What is required: Return the records exactly, from the first line through the "body.velocity.x *= FRICTION.powf(ctx.dt" line.

Supplied entries:
use nalgebra::Vector3;

use super::{LocomotionState, SkatingEntry, Transition};
use crate::game::constants::bailed::{DURATION, ENTRY_MOMENTUM, FRICTION};
use crate::game::events::SkaterEvent;
use crate::game::math::{project_on_plane, yaw_only};
use crate::game::skater::{SkaterCore, StateContext};

/// Crashed. Slides to a stop, then rolls on.
#[derive(Debug, Clone, Default)]
pub struct Bailed {
    elapsed: f32,
}

impl Bailed {
    pub fn elapsed(&self) -> f32 {
        self.elapsed
    }
}

impl LocomotionState for Bailed {
    fn enter(&mut self, core: &mut SkaterCore, _ctx: &StateContext) -> Option<Transition> {
        let body = &mut core.body;
        body.velocity *= ENTRY_MOMENTUM;
        body.angular_velocity = Vector3::zeros();
        body.rotation = yaw_only(&body.rotation);
        core.emit(SkaterEvent::Bailed);
        tracing::info!("bailed");
        None
    }

    fn logic_update(&mut self, _core: &mut SkaterCore, _ctx: &StateContext) -> Option<Transition> {
        if self.elapsed >= DURATION {
            return Some(Transition::Skating(SkatingEntry::Continue));
        }
        None
    }

    fn physics_update(&mut self, core: &mut SkaterCore, ctx: &StateContext) -> Option<Transition> {
        self.elapsed += ctx.dt;
        let body = &mut core.body;
        if body.grounded {
            body.velocity = project_on_plane(&body.velocity, &body.ground_normal);
        }
        body.velocity.x *= FRICTION.powf(ctx.dt * 60.0);
        body.velocity.z *= FRICTION.powf(ctx.dt * 60.0);
        None
    }
}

Answer area:
use nalgebra::Vector3;

use super::{LocomotionState, SkatingEntry, Transition};
use crate::game::constants::bailed::{DURATION, ENTRY_MOMENTUM, FRICTION};
use crate::game::events::SkaterEvent;
use crate::game::math::{project_on_plane, yaw_only};
use crate::game::skater::{SkaterCore, StateContext};

/// Crashed. Slides to a stop, then rolls on.
#[derive(Debug, Clone, Default)]
pub struct Bailed {
    elapsed: f32,
}

impl Bailed {
    pub fn elapsed(&self) -> f32 {
        self.elapsed
    }
}

impl LocomotionState for Bailed {
    fn enter(&mut self, core: &mut SkaterCore, _ctx: &StateContext) -> Option<Transition> {
        let body = &mut core.body;
        body.velocity *= ENTRY_MOMENTUM;
        body.angular_velocity = Vector3::zeros();
        body.rotation = yaw_only(&body.rotation);
        core.emit(SkaterEvent::Bailed);
        tracing::info!("bailed");
        None
    }

    fn logic_update(&mut self, _core: &mut SkaterCore, _ctx: &StateContext) -> Option<Transition> {
        if self.elapsed >= DURATION {
            return Some(Transition::Skating(SkatingEntry::Continue));
        }
        None
    }

    fn physics_update(&mut self, core: &mut SkaterCore, ctx: &StateContext) -> Option<Transition> {
        self.elapsed += ctx.dt;
        let body = &mut core.body;
        if body.grounded {
            body.velocity = project_on_plane(&body.velocity, &body.ground_normal);
        }
        body.velocity.x *= FRICTION.powf(ctx.dt * 60.0);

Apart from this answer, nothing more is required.